How is unrolled linked list better than linked list?


I was studying the book "Data Structure and algorithms made easy" and but I got confused while learning "Comparing Linked Lists and Unrolled Linked list"...

what is overhead? Why he is only stating 8 bytes of overhead for 100 elements array?

Para from book


Solution

  • I think the book contains a serious error in the definition of struct LinkedBlock. Let's get back to that later and start with:

    what is overhead?

    The struct ListNode is designed for storing one integer but besides the integer each node has two pointers. So for each node you'll need to allocate 1 integer + 2 pointers. Let's assume 4 byte integer and 4 byte pointer. So each node will require 4 + 2x4 = 12 bytes. So in order to store 1 item of your real data (aka 1 integer) you need to allocate 12 bytes. You have wasted 8 bytes on pointers. These 8 "wasted" bytes are called overhead. They are used for bookkeeping only - not for data.

    But it get worse than that... When allocating dynamic memory (which you normally do when using linked list) there are some additional overhead. The allocator may need a little extra memory for every malloc to store information about the malloc. Another issue is that malloc ed memory may aligned to some fixed block size (e.g. 16 or 32 byte) so if you allocate 20 byte there is no way to use the remaining 12 bytes - they are wasted. This is what the book calls "allocation overhead". The "allocation overhead" is system dependent but the book assumes 8 extra overhead bytes from each malloc.

    So now each malloc 'ed struct ListNode takes up:

    4 bytes for the integer

    8 bytes for 2 pointers

    8 bytes for allocation overhead

    A total of 20 bytes where 4 bytes is for your data and 16 bytes are overhead. So for each integer you need to store, you'll need 20 bytes. And if you want to store 1000 integers, you end up wasting 16kb on overhead in order to store 4kb of data.

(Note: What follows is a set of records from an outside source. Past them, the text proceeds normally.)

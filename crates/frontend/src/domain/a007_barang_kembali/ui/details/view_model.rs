use crate::domain::a007_barang_kembali::api;
use crate::shared::api_utils::SaveOutcome;
use crate::shared::date_utils::today_iso;
use contracts::domain::a004_lokasi::aggregate::LokasiId;
use contracts::domain::a005_model_barang::aggregate::ModelBarangId;
use contracts::domain::a007_barang_kembali::aggregate::BarangKembaliId;
use contracts::domain::a007_barang_kembali::dto::{BarangKembaliDetailDto, BarangKembaliDto};
use contracts::enums::kondisi::Kondisi;
use contracts::shared::validation::ValidationErrors;
use leptos::prelude::*;
use leptos::task::spawn_local;

/// One editable detail line. Per-field signals keep keystrokes from
/// re-rendering the whole line list.
#[derive(Clone)]
pub struct LineForm {
    /// Stable render key for `<For>`
    pub key: u64,
    pub model_barang_id: RwSignal<Option<ModelBarangId>>,
    pub serial_number: RwSignal<String>,
    /// Condition of the unit at the moment it came back
    pub kondisi: RwSignal<Kondisi>,
}

impl LineForm {
    fn new(key: u64) -> Self {
        Self {
            key,
            model_barang_id: RwSignal::new(None),
            serial_number: RwSignal::new(String::new()),
            kondisi: RwSignal::new(Kondisi::default()),
        }
    }

    fn to_dto(&self) -> BarangKembaliDetailDto {
        BarangKembaliDetailDto {
            model_barang_id: self.model_barang_id.get_untracked(),
            serial_number: self.serial_number.get_untracked(),
            kondisi: self.kondisi.get_untracked(),
        }
    }
}

/// ViewModel of the create/edit page for returned transactions
#[derive(Clone, Copy)]
pub struct BarangKembaliFormViewModel {
    pub id: RwSignal<Option<BarangKembaliId>>,
    pub tanggal: RwSignal<String>,
    pub lokasi_id: RwSignal<Option<LokasiId>>,
    pub lines: RwSignal<Vec<LineForm>>,
    pub errors: RwSignal<ValidationErrors>,
    pub error: RwSignal<Option<String>>,
    pub saving: RwSignal<bool>,
    pub loading: RwSignal<bool>,
    next_key: StoredValue<u64>,
}

impl BarangKembaliFormViewModel {
    /// A create form starts with today's date and one empty line
    pub fn new() -> Self {
        let vm = Self {
            id: RwSignal::new(None),
            tanggal: RwSignal::new(today_iso()),
            lokasi_id: RwSignal::new(None),
            lines: RwSignal::new(Vec::new()),
            errors: RwSignal::new(ValidationErrors::new()),
            error: RwSignal::new(None),
            saving: RwSignal::new(false),
            loading: RwSignal::new(false),
            next_key: StoredValue::new(0),
        };
        vm.add_line();
        vm
    }

    fn take_key(&self) -> u64 {
        let key = self.next_key.get_value();
        self.next_key.set_value(key + 1);
        key
    }

    pub fn add_line(&self) {
        let line = LineForm::new(self.take_key());
        self.lines.update(|lines| lines.push(line));
    }

    pub fn remove_line(&self, key: u64) {
        self.lines.update(|lines| lines.retain(|l| l.key != key));
    }

    /// Load an existing transaction for editing
    pub fn load(&self, id: BarangKembaliId) {
        let vm = *self;
        vm.loading.set(true);
        spawn_local(async move {
            match api::view(id).await {
                Ok(view) => {
                    vm.id.set(Some(view.id));
                    vm.tanggal.set(view.tanggal);
                    vm.lokasi_id.set(Some(view.lokasi.id));
                    let lines = view
                        .details
                        .iter()
                        .map(|d| {
                            let line = LineForm::new(vm.take_key());
                            line.model_barang_id.set(Some(d.model_barang_id));
                            line.serial_number.set(d.serial_number.clone());
                            line.kondisi.set(d.kondisi);
                            line
                        })
                        .collect();
                    vm.lines.set(lines);
                    vm.loading.set(false);
                }
                Err(e) => {
                    log::error!("Failed to load barang kembali: {}", e);
                    vm.error.set(Some(format!("Gagal memuat data: {}", e)));
                    vm.loading.set(false);
                }
            }
        });
    }

    fn to_dto(&self) -> BarangKembaliDto {
        BarangKembaliDto {
            id: self.id.get_untracked(),
            tanggal: self.tanggal.get_untracked(),
            lokasi_id: self.lokasi_id.get_untracked(),
            details: self
                .lines
                .with_untracked(|lines| lines.iter().map(LineForm::to_dto).collect()),
        }
    }

    pub fn save_command(&self, on_saved: Callback<()>) {
        if self.saving.get_untracked() {
            return;
        }
        let dto = self.to_dto();
        self.saving.set(true);
        self.errors.set(ValidationErrors::new());
        self.error.set(None);

        let errors = self.errors;
        let error = self.error;
        let saving = self.saving;
        spawn_local(async move {
            match api::save(&dto).await {
                Ok(SaveOutcome::Saved) => {
                    saving.set(false);
                    on_saved.run(());
                }
                Ok(SaveOutcome::Invalid(validation)) => {
                    saving.set(false);
                    errors.set(validation);
                }
                Err(e) => {
                    saving.set(false);
                    error.set(Some(format!("Gagal menyimpan: {}", e)));
                }
            }
        });
    }
}
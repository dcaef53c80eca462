use axum::extract::Query;
use axum::Json;
use contracts::domain::a001_kategori::aggregate::KategoriId;
use contracts::domain::a003_jenis_barang::aggregate::JenisBarangRef;
use serde::Deserialize;

use crate::domain::a003_jenis_barang;
use crate::shared::error::AppResult;

#[derive(Debug, Deserialize)]
pub struct JenisBarangQuery {
    pub kategori_id: Option<KategoriId>,
}

/// GET /api/jenis-barang?kategori_id=...
///
/// The cascading lookup behind the category -> item-type dropdown.
pub async fn list(Query(query): Query<JenisBarangQuery>) -> AppResult<Json<Vec<JenisBarangRef>>> {
    let refs =
        a003_jenis_barang::service::list_by_kategori(query.kategori_id.map(|k| k.value())).await?;
    Ok(Json(refs))
}
use super::repository;
use crate::domain::{a001_kategori, a002_merek, a003_jenis_barang, a004_lokasi, a005_model_barang};
use crate::shared::error::{AppError, AppResult};
use crate::shared::pagination::make_paginated;
use contracts::domain::a004_lokasi::aggregate::LokasiRef;
use contracts::domain::a007_barang_kembali::aggregate::{
    BarangKembali, BarangKembaliDetail, BarangKembaliId,
};
use contracts::domain::a007_barang_kembali::dto::{
    BarangKembaliDetailView, BarangKembaliDto, BarangKembaliFilter, BarangKembaliRow,
    BarangKembaliView,
};
use contracts::domain::common::EntityMetadata;
use contracts::enums::kondisi::Kondisi;
use contracts::shared::pagination::{clamp_per_page, Paginated};
use contracts::shared::validation::ValidationErrors;
use std::collections::HashMap;
use uuid::Uuid;

use crate::domain::a006_barang_masuk::service::parse_tanggal;

/// Checks that need no database access: date format and line completeness
pub fn validate_required(dto: &BarangKembaliDto) -> ValidationErrors {
    let mut errors = ValidationErrors::new();
    if dto.tanggal.trim().is_empty() {
        errors.add("tanggal", "Tanggal wajib diisi");
    } else if parse_tanggal(&dto.tanggal).is_none() {
        errors.add("tanggal", "Format tanggal tidak valid");
    }
    if dto.lokasi_id.is_none() {
        errors.add("lokasi_id", "Lokasi asal wajib dipilih");
    }
    if dto.details.is_empty() {
        errors.add("details", "Minimal satu baris detail barang");
    }
    for (i, line) in dto.details.iter().enumerate() {
        if line.model_barang_id.is_none() {
            errors.add(
                format!("details.{}.model_barang_id", i),
                "Model barang wajib dipilih",
            );
        }
        if line.serial_number.trim().is_empty() {
            errors.add(
                format!("details.{}.serial_number", i),
                "Nomor seri wajib diisi",
            );
        }
    }
    errors
}

/// Query-string prefix reproduced in the pagination links
fn base_query(filter: &BarangKembaliFilter, per_page: u64) -> String {
    let mut parts: Vec<String> = Vec::new();
    if let Some(tanggal) = filter.tanggal.as_deref().filter(|s| !s.trim().is_empty()) {
        parts.push(format!("tanggal={}", urlencoding::encode(tanggal.trim())));
    }
    if let Some(kategori) = filter.kategori_id {
        parts.push(format!("kategori_id={}", kategori.value()));
    }
    if let Some(lokasi) = filter.lokasi_id {
        parts.push(format!("lokasi_id={}", lokasi.value()));
    }
    if let Some(search) = filter.search.as_deref().filter(|s| !s.trim().is_empty()) {
        parts.push(format!("search={}", urlencoding::encode(search.trim())));
    }
    parts.push(format!("sort={}", filter.sort.code()));
    parts.push(format!("per_page={}", per_page));
    parts.join("&")
}

pub async fn list(filter: BarangKembaliFilter) -> AppResult<Paginated<BarangKembaliRow>> {
    let per_page = clamp_per_page(filter.per_page);
    let page = filter.page.max(1);
    let query = base_query(&filter, per_page);

    let tanggal = filter.tanggal.as_deref().and_then(parse_tanggal);
    let search = filter
        .search
        .as_deref()
        .map(str::trim)
        .filter(|s| !s.is_empty());

    let mut id_whitelist: Option<Vec<Uuid>> = None;
    if filter.kategori_id.is_some() || search.is_some() {
        let model_ids = if let Some(kategori) = filter.kategori_id {
            let ids =
                a005_model_barang::repository::ids_matching(Some(kategori.value()), None).await?;
            if ids.is_empty() {
                return Ok(make_paginated(Vec::new(), 0, 1, per_page, &query));
            }
            Some(ids)
        } else {
            None
        };

        let search_model_ids = match search {
            Some(s) => {
                let merek_ids = a002_merek::repository::ids_matching_name(s).await?;
                Some(a005_model_barang::repository::ids_matching_name(s, &merek_ids).await?)
            }
            None => None,
        };

        let ids = repository::header_ids_with_details(
            model_ids.as_deref(),
            search,
            search_model_ids.as_deref(),
        )
        .await?;
        if ids.is_empty() {
            return Ok(make_paginated(Vec::new(), 0, 1, per_page, &query));
        }
        id_whitelist = Some(ids);
    }

    let (headers, total) = repository::list_page(
        tanggal,
        filter.lokasi_id.map(|l| l.value()),
        id_whitelist.as_deref(),
        filter.sort.is_descending(),
        page,
        per_page,
    )
    .await?;

    let header_ids: Vec<Uuid> = headers
        .iter()
        .filter_map(|h| Uuid::parse_str(&h.id).ok())
        .collect();
    let details = repository::details_for(&header_ids).await?;
    let mut first_detail: HashMap<String, &repository::detail::Model> = HashMap::new();
    let mut detail_counts: HashMap<String, usize> = HashMap::new();
    for d in &details {
        first_detail.entry(d.barang_kembali_id.clone()).or_insert(d);
        *detail_counts
            .entry(d.barang_kembali_id.clone())
            .or_insert(0) += 1;
    }

    let models = a005_model_barang::repository::model_map().await?;
    let kategori_names = a001_kategori::repository::name_map().await?;
    let merek_names = a002_merek::repository::name_map().await?;
    let lokasi_names = a004_lokasi::repository::name_map().await?;

    let rows: Vec<BarangKembaliRow> = headers
        .into_iter()
        .map(|h| {
            let first = first_detail.get(&h.id);
            let model = first
                .and_then(|d| Uuid::parse_str(&d.model_barang_id).ok())
                .and_then(|id| models.get(&id));
            BarangKembaliRow {
                id: BarangKembaliId(Uuid::parse_str(&h.id).unwrap_or_else(|_| Uuid::new_v4())),
                tanggal: h.tanggal.format("%Y-%m-%d").to_string(),
                merek: model
                    .and_then(|m| merek_names.get(&m.merek_id.value()).cloned()),
                model: model.map(|m| m.nama.clone()),
                kategori: model
                    .and_then(|m| kategori_names.get(&m.kategori_id.value()).cloned()),
                lokasi: Uuid::parse_str(&h.lokasi_id)
                    .ok()
                    .and_then(|id| lokasi_names.get(&id).cloned())
                    .unwrap_or_default(),
                kondisi: first.and_then(|d| Kondisi::from_code(&d.kondisi)),
                jumlah_detail: detail_counts.get(&h.id).copied().unwrap_or(0),
            }
        })
        .collect();

    Ok(make_paginated(rows, total, page, per_page, &query))
}

/// The nested representation served to the detail modal
pub async fn view(id: Uuid) -> AppResult<BarangKembaliView> {
    let aggregate = repository::get_by_id(id).await?.ok_or(AppError::NotFound)?;

    let models = a005_model_barang::repository::model_map().await?;
    let kategori_names = a001_kategori::repository::name_map().await?;
    let merek_names = a002_merek::repository::name_map().await?;
    let jenis_names = a003_jenis_barang::repository::name_map().await?;
    let lokasi_names = a004_lokasi::repository::name_map().await?;

    let details = aggregate
        .details
        .iter()
        .map(|line| {
            let model = models.get(&line.model_barang_id.value());
            BarangKembaliDetailView {
                id: line.id,
                model_barang_id: line.model_barang_id,
                model: model.map(|m| m.nama.clone()).unwrap_or_default(),
                merek: model
                    .and_then(|m| merek_names.get(&m.merek_id.value()).cloned())
                    .unwrap_or_default(),
                kategori: model
                    .and_then(|m| kategori_names.get(&m.kategori_id.value()).cloned())
                    .unwrap_or_default(),
                jenis: model
                    .and_then(|m| m.jenis_id)
                    .and_then(|j| jenis_names.get(&j.value()).cloned()),
                serial_number: line.serial_number.clone(),
                kondisi: line.kondisi,
            }
        })
        .collect();

    Ok(BarangKembaliView {
        id: aggregate.id,
        tanggal: aggregate.tanggal.format("%Y-%m-%d").to_string(),
        lokasi: LokasiRef {
            id: aggregate.lokasi_id,
            nama: lokasi_names
                .get(&aggregate.lokasi_id.value())
                .cloned()
                .unwrap_or_default(),
        },
        details,
    })
}

/// Create (`dto.id == None`) or update a returned transaction
pub async fn save(dto: BarangKembaliDto) -> AppResult<Uuid> {
    let mut errors = validate_required(&dto);

    if let Some(lokasi_id) = dto.lokasi_id {
        if !a004_lokasi::service::exists(lokasi_id.value()).await? {
            errors.add("lokasi_id", "Lokasi asal tidak ditemukan");
        }
    }
    for (i, line) in dto.details.iter().enumerate() {
        if let Some(model_id) = line.model_barang_id {
            if a005_model_barang::repository::get_by_id(model_id.value())
                .await?
                .is_none()
            {
                errors.add(
                    format!("details.{}.model_barang_id", i),
                    "Model barang tidak ditemukan",
                );
            }
        }
    }

    if let Err(errors) = errors.into_result() {
        return Err(AppError::Validation(errors));
    }

    let tanggal = parse_tanggal(&dto.tanggal).expect("validated");
    let lokasi_id = dto.lokasi_id.expect("validated");
    let details: Vec<BarangKembaliDetail> = dto
        .details
        .iter()
        .map(|line| BarangKembaliDetail {
            id: Uuid::new_v4(),
            model_barang_id: line.model_barang_id.expect("validated"),
            serial_number: line.serial_number.trim().to_string(),
            kondisi: line.kondisi,
        })
        .collect();

    match dto.id {
        None => {
            let aggregate = BarangKembali {
                id: BarangKembaliId::new_v4(),
                tanggal,
                lokasi_id,
                details,
                metadata: EntityMetadata::new(),
            };
            Ok(repository::insert(&aggregate).await?)
        }
        Some(id) => {
            let mut aggregate = repository::get_by_id(id.value())
                .await?
                .ok_or(AppError::NotFound)?;
            aggregate.tanggal = tanggal;
            aggregate.lokasi_id = lokasi_id;
            aggregate.details = details;
            aggregate.metadata.touch();
            aggregate.metadata.increment_version();
            repository::update(&aggregate).await?;
            Ok(id.value())
        }
    }
}

pub async fn delete(id: Uuid) -> AppResult<bool> {
    Ok(repository::soft_delete(id).await?)
}

#[cfg(test)]
mod tests {
    use super::*;
    use contracts::domain::a007_barang_kembali::dto::BarangKembaliDetailDto;

    #[test]
    fn test_validate_required_empty_dto() {
        let errors = validate_required(&BarangKembaliDto::default());
        assert_eq!(errors.get("tanggal"), Some("Tanggal wajib diisi"));
        assert_eq!(errors.get("lokasi_id"), Some("Lokasi asal wajib dipilih"));
        assert_eq!(errors.get("details"), Some("Minimal satu baris detail barang"));
    }

    #[test]
    fn test_validate_line_errors_keyed_by_index() {
        let dto = BarangKembaliDto {
            tanggal: "2025-04-12".to_string(),
            details: vec![
                BarangKembaliDetailDto {
                    serial_number: "SN-001".to_string(),
                    ..Default::default()
                },
                BarangKembaliDetailDto::default(),
            ],
            ..Default::default()
        };
        let errors = validate_required(&dto);
        assert_eq!(
            errors.get("details.0.model_barang_id"),
            Some("Model barang wajib dipilih")
        );
        assert!(errors.get("details.0.serial_number").is_none());
        assert_eq!(
            errors.get("details.1.serial_number"),
            Some("Nomor seri wajib diisi")
        );
    }
}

    Now back to the struct LinkedBlock. In the book it looks like this:

    struct LinkedBlock {
        struct LinkedBlock *next;
        struct LinkedNode *head;
        int nodeCount;
    };
    

    I'm pretty sure there is a mistake in the book and that it should look like this instead:

    struct LinkedBlock {
        struct LinkedBlock *next;
        int *dataArray;
        int nodeCount;
    };
    

    The way to use this is something like:

    struct LinkedBlock pNode = malloc(sizeof(struct LinkedBlock));
    pNode->dataArray = malloc( 100 * sizeof(int) );
    

    The first malloc requires 4 + 4 + 4 + 8 = 20 bytes. (pointer, pointer, int, allocation overhead)

    The second malloc requires 4 * 100 + 8 = 408 bytes. (100 int, allocation overhead)

    So a total of 428 bytes.

    However, since the malloc'ed data can hold 100 integers (corresponding to 400 bytes), your overhead is only 28 bytes. In other words - in average you use 4.28 bytes for each integer. Compare that to the first method that required 20 bytes for each integer.

    Why he is only stating 8 bytes of overhead for 100 elements array?

    That was because the array was allocated in a single call and each malloc call is assumed to have 8 bytes allocation overhead.